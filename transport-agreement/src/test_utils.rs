// SPDX-License-Identifier: MIT OR Apache-2.0

//! Test doubles for the manager's collaborators and a harness simulating peers which exchange
//! messages.
use std::collections::HashMap;
use std::convert::Infallible;
use std::sync::atomic::{AtomicU64, Ordering};
use std::sync::{Arc, Mutex};

use transport_agreement_core::{
    AuthorId, ClientId, Contact, ContactId, Dictionary, KeySetId, Message, MessageId, TransportId,
    Visibility,
};
use transport_agreement_store::memory::MemoryStore;
use transport_agreement_store::{
    ContactStore, MessageStore, Transaction, TransportKeySet, TransportKeyStore,
};

use crate::config::Config;
use crate::crypto::{RootKey, Rng};
use crate::delivery::{Delivery, DeliveryState};
use crate::manager::{AgreementError, TransportKeyAgreementManager};
use crate::message::MSG_KEY_LOCAL;
use crate::session::Session;
use crate::traits::{ClientVersioning, Clock, KeyManager};

pub fn setup_logging() {
    if std::env::var("RUST_LOG").is_ok() {
        let _ = tracing_subscriber::fmt()
            .with_env_filter(tracing_subscriber::EnvFilter::from_default_env())
            .try_init();
    }
}

/// Arguments of a call to [`KeyManager::add_rotation_keys`].
#[derive(Clone, Debug, PartialEq, Eq)]
pub struct InstalledKeys {
    pub contact_id: ContactId,
    pub transport_id: TransportId,
    pub root_key: RootKey,
    pub epoch: u64,
    pub alice: bool,
    pub active: bool,
    pub key_set_id: KeySetId,
}

/// Key manager recording key sets in the store and every root key it was handed.
///
/// Calls are recorded even when the surrounding transaction gets rolled back later.
#[derive(Clone, Debug)]
pub struct TestKeyManager<S> {
    store: S,
    installed: Arc<Mutex<Vec<InstalledKeys>>>,
}

impl<S> TestKeyManager<S> {
    pub fn new(store: S) -> Self {
        Self {
            store,
            installed: Arc::new(Mutex::new(Vec::new())),
        }
    }

    pub fn installed(&self) -> Vec<InstalledKeys> {
        self.installed.lock().unwrap().clone()
    }
}

impl<S> KeyManager for TestKeyManager<S>
where
    S: TransportKeyStore,
{
    type Error = S::Error;

    async fn add_rotation_keys(
        &self,
        contact_id: ContactId,
        transport_id: &TransportId,
        root_key: &RootKey,
        epoch: u64,
        alice: bool,
        active: bool,
    ) -> Result<KeySetId, Self::Error> {
        let key_set_id = self
            .store
            .insert_transport_keys(contact_id, transport_id, epoch, alice, active)
            .await?;
        self.installed.lock().unwrap().push(InstalledKeys {
            contact_id,
            transport_id: transport_id.clone(),
            root_key: root_key.clone(),
            epoch,
            alice,
            active,
            key_set_id,
        });
        Ok(key_set_id)
    }

    async fn activate_keys(
        &self,
        keys: &HashMap<TransportId, KeySetId>,
    ) -> Result<(), Self::Error> {
        for (transport_id, key_set_id) in keys {
            self.store
                .set_transport_keys_active(transport_id, *key_set_id)
                .await?;
        }
        Ok(())
    }
}

#[derive(Clone, Debug)]
pub struct TestVersioning {
    visibility: Visibility,
}

impl TestVersioning {
    pub fn new(visibility: Visibility) -> Self {
        Self { visibility }
    }
}

impl Default for TestVersioning {
    fn default() -> Self {
        Self::new(Visibility::Shared)
    }
}

impl ClientVersioning for TestVersioning {
    type Error = Infallible;

    async fn client_visibility(
        &self,
        _contact_id: ContactId,
        _client_id: &ClientId,
        _major_version: u32,
    ) -> Result<Visibility, Self::Error> {
        Ok(self.visibility)
    }
}

/// Manually advanced clock.
#[derive(Clone, Debug, Default)]
pub struct TestClock(Arc<AtomicU64>);

impl TestClock {
    pub fn new(now: u64) -> Self {
        Self(Arc::new(AtomicU64::new(now)))
    }

    pub fn advance(&self, millis: u64) {
        self.0.fetch_add(millis, Ordering::SeqCst);
    }
}

impl Clock for TestClock {
    fn now(&self) -> u64 {
        self.0.load(Ordering::SeqCst)
    }
}

pub type TestManager =
    TransportKeyAgreementManager<MemoryStore, TestKeyManager<MemoryStore>, TestVersioning, TestClock>;

pub type TestError = AgreementError<MemoryStore, TestKeyManager<MemoryStore>, TestVersioning>;

/// A peer with its own store, clock and delivery queue.
#[derive(Debug)]
pub struct TestPeer {
    pub author: AuthorId,
    pub store: MemoryStore,
    pub key_manager: TestKeyManager<MemoryStore>,
    pub clock: TestClock,
    pub manager: TestManager,
    pub delivery: Delivery,
    seed: u8,
    restarts: u8,
}

impl TestPeer {
    /// Create a peer supporting the given duplex transports and open its database.
    pub async fn new(seed: u8, transports: &[&str]) -> Self {
        let author = AuthorId::from_bytes([seed; 32]);
        let store = MemoryStore::new();
        let key_manager = TestKeyManager::new(store.clone());
        let clock = TestClock::new(1_000 * seed as u64);
        let manager = TransportKeyAgreementManager::new_with_rng(
            config(author, transports),
            store.clone(),
            key_manager.clone(),
            TestVersioning::default(),
            clock.clone(),
            Rng::from_seed([seed; 32]),
        );

        let peer = Self {
            author,
            store,
            key_manager,
            clock,
            manager,
            delivery: Delivery::new(),
            seed,
            restarts: 0,
        };
        peer.start().await.unwrap();
        peer
    }

    /// Replace the manager as if the application restarted with other transports.
    ///
    /// The database is not opened again, see [`TestPeer::start`].
    pub fn restart(&mut self, transports: &[&str]) {
        self.restarts += 1;
        self.manager = TransportKeyAgreementManager::new_with_rng(
            config(self.author, transports),
            self.store.clone(),
            self.key_manager.clone(),
            TestVersioning::default(),
            self.clock.clone(),
            Rng::from_seed([self.seed.wrapping_add(self.restarts.wrapping_mul(16)); 32]),
        );
    }

    pub async fn start(&self) -> Result<(), TestError> {
        self.transaction(async || self.manager.on_database_opened().await)
            .await
    }

    /// Add another peer as contact.
    pub async fn add_contact(&self, other: &TestPeer, id: u32) -> Contact {
        self.add_contact_with_keys(other, id, &[]).await
    }

    /// Add another peer as contact for which keys of the given transports are already known.
    pub async fn add_contact_with_keys(
        &self,
        other: &TestPeer,
        id: u32,
        transports: &[&str],
    ) -> Contact {
        let contact = Contact::new(ContactId::new(id), other.author);
        let alice = self.author < other.author;
        self.transaction(async || {
            self.store.insert_contact(&contact).await.unwrap();
            for transport in transports {
                self.store
                    .insert_transport_keys(contact.id(), &transport_id(transport), 0, alice, true)
                    .await
                    .unwrap();
            }
            self.manager.adding_contact(&contact).await
        })
        .await
        .unwrap();
        contact
    }

    /// Messages this peer sent to a contact, in the order they were sent.
    pub async fn outgoing(&self, contact: &Contact) -> Vec<Message> {
        let group_id = self.manager.contact_group(contact).id();
        let mut query = Dictionary::new();
        query.insert_bool(MSG_KEY_LOCAL, true);

        let permit = self.store.begin().await.unwrap();
        let mut messages = Vec::new();
        for id in self.store.message_ids(&group_id, &query).await.unwrap() {
            messages.push(self.store.message(&id).await.unwrap().unwrap());
        }
        self.store.commit(permit).await.unwrap();
        messages
    }

    /// Deliver a single message to this peer.
    pub async fn receive(&mut self, message: Message) -> Result<DeliveryState, TestError> {
        self.delivery.receive(&self.manager, message).await
    }

    /// Deliver everything `from` ever sent to its contact to this peer. Messages this peer
    /// already received are skipped by the delivery queue.
    pub async fn sync_from(
        &mut self,
        from: &TestPeer,
        contact: &Contact,
    ) -> Vec<(MessageId, DeliveryState)> {
        let mut states = Vec::new();
        for message in from.outgoing(contact).await {
            let id = message.id();
            let state = self.receive(message).await.unwrap();
            states.push((id, state));
        }
        states
    }

    pub async fn retry_deferred(&mut self) -> Result<Vec<(MessageId, DeliveryState)>, TestError> {
        self.delivery.retry_deferred(&self.manager).await
    }

    pub async fn sessions(&self, contact: &Contact) -> Vec<(TransportId, Session)> {
        self.transaction(async || self.manager.sessions(contact).await)
            .await
            .unwrap()
    }

    pub async fn key_set(&self, key_set_id: KeySetId) -> Option<TransportKeySet> {
        let permit = self.store.begin().await.unwrap();
        let key_set = self.store.transport_keys(key_set_id).await.unwrap();
        self.store.commit(permit).await.unwrap();
        key_set
    }

    /// Run the given work in a transaction, rolling back on errors.
    pub async fn transaction<T, F>(&self, work: F) -> Result<T, TestError>
    where
        F: AsyncFnOnce() -> Result<T, TestError>,
    {
        let permit = self.store.begin().await.unwrap();
        match work().await {
            Ok(value) => {
                self.store.commit(permit).await.unwrap();
                Ok(value)
            }
            Err(err) => {
                self.store.rollback(permit).await.unwrap();
                Err(err)
            }
        }
    }
}

pub fn transport_id(value: &str) -> TransportId {
    TransportId::new(value).unwrap()
}

fn config(author: AuthorId, transports: &[&str]) -> Config {
    transports
        .iter()
        .fold(Config::new(author), |config, transport| {
            config.duplex_transport(transport_id(transport))
        })
}
// SPDX-License-Identifier: MIT OR Apache-2.0

#[cfg(feature = "memory")]
mod memory;
#[cfg(feature = "sqlite")]
mod sqlite;
mod traits;

pub use traits::ContactStore;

________________

_What is required:_ Which lines of the material above hold the string "work"? Pull them out.

_Exercise response:_
    /// Run the given work in a transaction, rolling back on errors.
    pub async fn transaction<T, F>(&self, work: F) -> Result<T, TestError>
        match work().await {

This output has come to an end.